*Records for the exercise:*
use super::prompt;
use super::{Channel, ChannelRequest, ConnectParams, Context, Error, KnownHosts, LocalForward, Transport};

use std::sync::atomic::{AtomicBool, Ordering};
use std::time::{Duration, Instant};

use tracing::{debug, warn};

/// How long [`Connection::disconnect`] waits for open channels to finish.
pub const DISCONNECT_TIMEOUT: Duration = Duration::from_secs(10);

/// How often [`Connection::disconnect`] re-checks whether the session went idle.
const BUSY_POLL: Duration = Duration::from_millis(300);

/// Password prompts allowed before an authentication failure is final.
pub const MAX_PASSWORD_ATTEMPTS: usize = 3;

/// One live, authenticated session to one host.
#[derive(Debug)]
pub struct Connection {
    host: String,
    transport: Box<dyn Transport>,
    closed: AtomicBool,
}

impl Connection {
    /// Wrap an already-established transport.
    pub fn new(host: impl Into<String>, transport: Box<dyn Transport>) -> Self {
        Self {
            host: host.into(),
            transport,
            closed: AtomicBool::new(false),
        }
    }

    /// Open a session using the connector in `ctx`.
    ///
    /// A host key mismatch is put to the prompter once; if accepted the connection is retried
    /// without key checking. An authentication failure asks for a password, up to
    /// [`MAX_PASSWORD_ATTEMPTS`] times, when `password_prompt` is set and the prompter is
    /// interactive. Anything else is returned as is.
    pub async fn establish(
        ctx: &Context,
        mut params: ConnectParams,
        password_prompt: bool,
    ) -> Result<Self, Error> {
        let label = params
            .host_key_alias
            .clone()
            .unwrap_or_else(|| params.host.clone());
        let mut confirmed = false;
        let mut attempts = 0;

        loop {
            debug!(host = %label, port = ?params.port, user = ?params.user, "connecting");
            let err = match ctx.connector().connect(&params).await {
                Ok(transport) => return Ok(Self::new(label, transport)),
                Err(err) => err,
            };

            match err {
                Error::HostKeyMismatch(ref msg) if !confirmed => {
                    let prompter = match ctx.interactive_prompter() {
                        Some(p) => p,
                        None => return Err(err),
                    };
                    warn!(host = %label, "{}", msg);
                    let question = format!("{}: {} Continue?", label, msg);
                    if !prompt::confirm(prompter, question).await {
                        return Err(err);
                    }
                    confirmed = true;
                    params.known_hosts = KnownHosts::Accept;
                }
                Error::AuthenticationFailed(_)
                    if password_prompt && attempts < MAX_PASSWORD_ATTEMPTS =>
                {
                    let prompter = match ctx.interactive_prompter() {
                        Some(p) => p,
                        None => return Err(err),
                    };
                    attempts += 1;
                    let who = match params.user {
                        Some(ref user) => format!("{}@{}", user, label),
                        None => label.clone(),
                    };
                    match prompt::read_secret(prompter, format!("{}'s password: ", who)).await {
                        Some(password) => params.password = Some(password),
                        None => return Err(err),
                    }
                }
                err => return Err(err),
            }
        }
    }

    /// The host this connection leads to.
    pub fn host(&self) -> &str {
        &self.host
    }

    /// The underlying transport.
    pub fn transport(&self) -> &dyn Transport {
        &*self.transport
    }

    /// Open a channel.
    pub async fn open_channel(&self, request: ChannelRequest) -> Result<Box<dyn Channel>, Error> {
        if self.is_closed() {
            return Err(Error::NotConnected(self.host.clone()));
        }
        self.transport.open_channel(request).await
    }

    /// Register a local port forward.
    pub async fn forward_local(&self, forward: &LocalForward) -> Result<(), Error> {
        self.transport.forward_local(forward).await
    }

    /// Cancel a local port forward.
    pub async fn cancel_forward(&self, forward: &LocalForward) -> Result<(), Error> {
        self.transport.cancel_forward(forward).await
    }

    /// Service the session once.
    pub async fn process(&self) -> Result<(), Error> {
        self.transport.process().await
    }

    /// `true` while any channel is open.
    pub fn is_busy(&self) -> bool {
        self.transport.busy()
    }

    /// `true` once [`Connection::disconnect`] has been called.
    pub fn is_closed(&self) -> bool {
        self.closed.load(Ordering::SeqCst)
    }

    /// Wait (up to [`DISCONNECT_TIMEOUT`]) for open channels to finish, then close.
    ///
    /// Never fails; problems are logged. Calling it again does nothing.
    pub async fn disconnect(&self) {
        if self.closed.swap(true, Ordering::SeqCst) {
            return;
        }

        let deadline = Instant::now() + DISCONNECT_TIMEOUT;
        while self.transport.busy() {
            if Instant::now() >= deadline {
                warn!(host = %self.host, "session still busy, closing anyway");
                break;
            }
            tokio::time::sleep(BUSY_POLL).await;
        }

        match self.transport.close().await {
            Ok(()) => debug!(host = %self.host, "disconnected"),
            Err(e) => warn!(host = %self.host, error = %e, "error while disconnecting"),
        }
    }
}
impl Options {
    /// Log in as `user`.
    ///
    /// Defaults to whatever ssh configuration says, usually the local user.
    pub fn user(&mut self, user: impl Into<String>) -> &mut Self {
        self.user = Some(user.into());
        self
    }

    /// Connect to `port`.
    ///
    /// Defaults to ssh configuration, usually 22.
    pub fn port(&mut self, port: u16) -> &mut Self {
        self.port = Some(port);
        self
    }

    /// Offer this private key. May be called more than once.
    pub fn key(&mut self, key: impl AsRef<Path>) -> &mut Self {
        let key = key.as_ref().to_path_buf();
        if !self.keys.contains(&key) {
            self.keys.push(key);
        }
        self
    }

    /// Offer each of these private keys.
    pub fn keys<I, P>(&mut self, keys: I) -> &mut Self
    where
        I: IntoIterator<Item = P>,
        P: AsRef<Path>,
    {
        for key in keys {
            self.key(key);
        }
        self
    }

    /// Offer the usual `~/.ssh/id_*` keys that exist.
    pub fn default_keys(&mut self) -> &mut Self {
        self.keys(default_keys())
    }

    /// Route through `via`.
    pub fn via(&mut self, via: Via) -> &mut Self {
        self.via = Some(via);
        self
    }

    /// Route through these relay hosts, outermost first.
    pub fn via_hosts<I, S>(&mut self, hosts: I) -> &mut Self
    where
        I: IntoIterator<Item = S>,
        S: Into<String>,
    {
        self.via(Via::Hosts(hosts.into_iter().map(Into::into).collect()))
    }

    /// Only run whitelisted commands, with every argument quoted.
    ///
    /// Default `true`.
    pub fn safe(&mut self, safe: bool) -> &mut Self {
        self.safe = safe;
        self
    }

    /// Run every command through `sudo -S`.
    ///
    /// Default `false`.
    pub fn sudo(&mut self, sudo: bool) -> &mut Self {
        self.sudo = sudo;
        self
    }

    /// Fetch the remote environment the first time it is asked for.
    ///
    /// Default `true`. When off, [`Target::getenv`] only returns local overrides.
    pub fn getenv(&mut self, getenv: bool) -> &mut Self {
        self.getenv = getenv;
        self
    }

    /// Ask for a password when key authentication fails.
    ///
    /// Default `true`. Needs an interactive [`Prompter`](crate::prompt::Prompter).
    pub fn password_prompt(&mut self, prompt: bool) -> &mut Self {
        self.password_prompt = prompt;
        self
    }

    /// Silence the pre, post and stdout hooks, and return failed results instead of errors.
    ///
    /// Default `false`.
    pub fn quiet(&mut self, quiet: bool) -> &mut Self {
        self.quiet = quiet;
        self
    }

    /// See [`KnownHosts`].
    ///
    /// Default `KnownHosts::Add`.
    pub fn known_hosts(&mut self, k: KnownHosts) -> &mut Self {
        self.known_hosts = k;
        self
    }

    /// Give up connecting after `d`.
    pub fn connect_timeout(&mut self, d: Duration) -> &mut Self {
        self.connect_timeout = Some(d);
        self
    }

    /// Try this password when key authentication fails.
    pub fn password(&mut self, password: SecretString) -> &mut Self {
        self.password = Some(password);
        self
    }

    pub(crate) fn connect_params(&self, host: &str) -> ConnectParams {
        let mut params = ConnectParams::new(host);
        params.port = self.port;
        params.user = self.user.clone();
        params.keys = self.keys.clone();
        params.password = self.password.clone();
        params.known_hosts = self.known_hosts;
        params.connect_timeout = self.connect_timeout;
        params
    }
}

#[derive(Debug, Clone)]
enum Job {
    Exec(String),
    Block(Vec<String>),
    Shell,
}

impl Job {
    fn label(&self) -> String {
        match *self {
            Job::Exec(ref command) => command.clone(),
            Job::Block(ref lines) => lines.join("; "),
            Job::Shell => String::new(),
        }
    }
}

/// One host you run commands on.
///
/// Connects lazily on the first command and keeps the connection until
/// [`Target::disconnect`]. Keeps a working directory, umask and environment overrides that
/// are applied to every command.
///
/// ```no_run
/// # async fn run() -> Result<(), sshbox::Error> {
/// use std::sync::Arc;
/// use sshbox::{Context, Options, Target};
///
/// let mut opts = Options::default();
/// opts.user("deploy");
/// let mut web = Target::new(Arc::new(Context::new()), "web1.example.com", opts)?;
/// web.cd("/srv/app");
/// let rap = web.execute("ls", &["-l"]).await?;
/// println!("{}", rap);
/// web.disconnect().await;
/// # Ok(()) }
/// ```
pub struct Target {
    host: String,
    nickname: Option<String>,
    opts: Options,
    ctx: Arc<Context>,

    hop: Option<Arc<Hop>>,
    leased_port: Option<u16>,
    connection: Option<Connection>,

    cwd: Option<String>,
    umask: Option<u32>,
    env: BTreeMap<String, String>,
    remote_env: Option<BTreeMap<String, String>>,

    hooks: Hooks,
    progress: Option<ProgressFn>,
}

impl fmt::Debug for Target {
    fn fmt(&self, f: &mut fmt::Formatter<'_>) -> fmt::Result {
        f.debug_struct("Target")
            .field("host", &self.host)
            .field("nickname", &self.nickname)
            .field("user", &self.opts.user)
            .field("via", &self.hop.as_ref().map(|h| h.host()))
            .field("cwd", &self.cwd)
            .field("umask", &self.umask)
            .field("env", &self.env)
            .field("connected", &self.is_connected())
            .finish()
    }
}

--

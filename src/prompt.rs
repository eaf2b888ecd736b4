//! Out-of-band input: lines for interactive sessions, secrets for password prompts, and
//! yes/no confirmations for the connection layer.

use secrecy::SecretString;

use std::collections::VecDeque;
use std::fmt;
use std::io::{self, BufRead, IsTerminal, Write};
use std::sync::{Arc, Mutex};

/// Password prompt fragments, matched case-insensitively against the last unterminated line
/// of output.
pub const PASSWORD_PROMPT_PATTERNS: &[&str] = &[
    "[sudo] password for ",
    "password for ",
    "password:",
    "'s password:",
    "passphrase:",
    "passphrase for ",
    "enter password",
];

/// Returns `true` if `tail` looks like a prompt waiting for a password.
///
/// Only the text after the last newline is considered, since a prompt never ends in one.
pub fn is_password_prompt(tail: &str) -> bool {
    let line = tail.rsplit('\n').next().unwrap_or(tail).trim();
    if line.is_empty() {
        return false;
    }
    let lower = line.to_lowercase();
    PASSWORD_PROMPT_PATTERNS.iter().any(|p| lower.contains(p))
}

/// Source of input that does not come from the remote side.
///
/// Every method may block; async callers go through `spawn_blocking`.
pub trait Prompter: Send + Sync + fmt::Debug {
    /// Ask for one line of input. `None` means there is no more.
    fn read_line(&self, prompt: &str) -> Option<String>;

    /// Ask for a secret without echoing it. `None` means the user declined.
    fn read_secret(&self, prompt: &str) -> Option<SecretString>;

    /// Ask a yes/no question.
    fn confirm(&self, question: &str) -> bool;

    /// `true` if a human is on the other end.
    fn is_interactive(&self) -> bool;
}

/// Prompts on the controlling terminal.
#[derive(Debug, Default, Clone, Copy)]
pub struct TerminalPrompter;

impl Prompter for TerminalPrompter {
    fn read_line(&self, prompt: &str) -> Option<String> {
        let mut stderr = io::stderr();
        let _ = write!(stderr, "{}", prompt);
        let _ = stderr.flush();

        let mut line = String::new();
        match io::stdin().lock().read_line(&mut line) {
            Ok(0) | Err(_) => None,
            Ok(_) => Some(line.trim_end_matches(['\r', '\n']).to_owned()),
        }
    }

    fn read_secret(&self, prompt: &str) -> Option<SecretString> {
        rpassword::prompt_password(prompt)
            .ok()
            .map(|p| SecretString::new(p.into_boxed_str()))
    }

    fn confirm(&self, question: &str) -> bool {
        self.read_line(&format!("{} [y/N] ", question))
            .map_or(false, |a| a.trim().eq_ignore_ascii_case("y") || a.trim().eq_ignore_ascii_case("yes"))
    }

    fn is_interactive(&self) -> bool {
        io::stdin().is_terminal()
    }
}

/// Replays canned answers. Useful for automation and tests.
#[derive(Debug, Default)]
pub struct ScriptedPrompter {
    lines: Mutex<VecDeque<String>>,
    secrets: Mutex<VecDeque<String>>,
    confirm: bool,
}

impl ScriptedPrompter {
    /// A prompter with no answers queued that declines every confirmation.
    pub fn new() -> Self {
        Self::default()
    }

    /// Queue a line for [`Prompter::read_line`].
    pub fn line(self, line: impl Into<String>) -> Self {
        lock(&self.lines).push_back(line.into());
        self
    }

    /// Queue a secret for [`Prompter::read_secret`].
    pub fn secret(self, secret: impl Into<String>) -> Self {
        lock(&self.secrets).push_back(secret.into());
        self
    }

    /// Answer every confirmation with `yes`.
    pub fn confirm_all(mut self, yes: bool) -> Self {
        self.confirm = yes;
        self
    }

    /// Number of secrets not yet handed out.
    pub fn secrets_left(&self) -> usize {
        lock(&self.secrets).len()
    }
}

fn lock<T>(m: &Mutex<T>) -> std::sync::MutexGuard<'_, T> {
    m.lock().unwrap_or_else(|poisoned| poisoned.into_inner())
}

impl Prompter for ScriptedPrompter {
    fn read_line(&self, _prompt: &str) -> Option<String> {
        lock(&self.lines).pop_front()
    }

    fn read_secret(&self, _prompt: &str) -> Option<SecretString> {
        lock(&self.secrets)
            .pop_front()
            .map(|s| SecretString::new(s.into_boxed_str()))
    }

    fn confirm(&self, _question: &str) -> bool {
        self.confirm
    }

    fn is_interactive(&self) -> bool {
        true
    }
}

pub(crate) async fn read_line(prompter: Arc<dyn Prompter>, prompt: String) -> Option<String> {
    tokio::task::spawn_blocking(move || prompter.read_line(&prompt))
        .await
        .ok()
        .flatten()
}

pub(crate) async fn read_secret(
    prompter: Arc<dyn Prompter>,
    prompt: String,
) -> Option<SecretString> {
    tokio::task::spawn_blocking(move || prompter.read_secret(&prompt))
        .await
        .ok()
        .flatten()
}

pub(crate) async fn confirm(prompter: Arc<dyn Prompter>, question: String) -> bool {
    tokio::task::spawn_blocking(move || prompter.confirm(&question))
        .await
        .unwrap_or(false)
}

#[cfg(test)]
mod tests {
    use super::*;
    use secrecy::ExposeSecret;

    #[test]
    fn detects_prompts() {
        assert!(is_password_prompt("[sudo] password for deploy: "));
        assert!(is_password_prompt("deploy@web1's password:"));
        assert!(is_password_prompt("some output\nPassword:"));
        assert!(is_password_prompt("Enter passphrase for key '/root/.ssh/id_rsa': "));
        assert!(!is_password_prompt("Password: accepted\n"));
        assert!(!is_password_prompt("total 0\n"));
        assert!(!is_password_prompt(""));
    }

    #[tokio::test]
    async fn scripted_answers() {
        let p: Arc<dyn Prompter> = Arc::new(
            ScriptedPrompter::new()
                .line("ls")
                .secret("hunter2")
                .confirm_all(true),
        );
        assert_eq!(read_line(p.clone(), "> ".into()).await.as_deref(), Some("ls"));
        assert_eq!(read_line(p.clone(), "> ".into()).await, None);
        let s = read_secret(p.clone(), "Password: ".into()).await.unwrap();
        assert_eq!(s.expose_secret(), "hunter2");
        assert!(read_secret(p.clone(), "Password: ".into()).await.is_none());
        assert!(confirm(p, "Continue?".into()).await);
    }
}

*What you need to do:* Set down precisely the lines above between the line holding "use super::prompt;" and the line holding "let mut attempts = 0;", inclusive, and nothing beyond them.

*Task output:*
use super::prompt;
use super::{Channel, ChannelRequest, ConnectParams, Context, Error, KnownHosts, LocalForward, Transport};

use std::sync::atomic::{AtomicBool, Ordering};
use std::time::{Duration, Instant};

use tracing::{debug, warn};

/// How long [`Connection::disconnect`] waits for open channels to finish.
pub const DISCONNECT_TIMEOUT: Duration = Duration::from_secs(10);

/// How often [`Connection::disconnect`] re-checks whether the session went idle.
const BUSY_POLL: Duration = Duration::from_millis(300);

/// Password prompts allowed before an authentication failure is final.
pub const MAX_PASSWORD_ATTEMPTS: usize = 3;

/// One live, authenticated session to one host.
#[derive(Debug)]
pub struct Connection {
    host: String,
    transport: Box<dyn Transport>,
    closed: AtomicBool,
}

impl Connection {
    /// Wrap an already-established transport.
    pub fn new(host: impl Into<String>, transport: Box<dyn Transport>) -> Self {
        Self {
            host: host.into(),
            transport,
            closed: AtomicBool::new(false),
        }
    }

    /// Open a session using the connector in `ctx`.
    ///
    /// A host key mismatch is put to the prompter once; if accepted the connection is retried
    /// without key checking. An authentication failure asks for a password, up to
    /// [`MAX_PASSWORD_ATTEMPTS`] times, when `password_prompt` is set and the prompter is
    /// interactive. Anything else is returned as is.
    pub async fn establish(
        ctx: &Context,
        mut params: ConnectParams,
        password_prompt: bool,
    ) -> Result<Self, Error> {
        let label = params
            .host_key_alias
            .clone()
            .unwrap_or_else(|| params.host.clone());
        let mut confirmed = false;
        let mut attempts = 0;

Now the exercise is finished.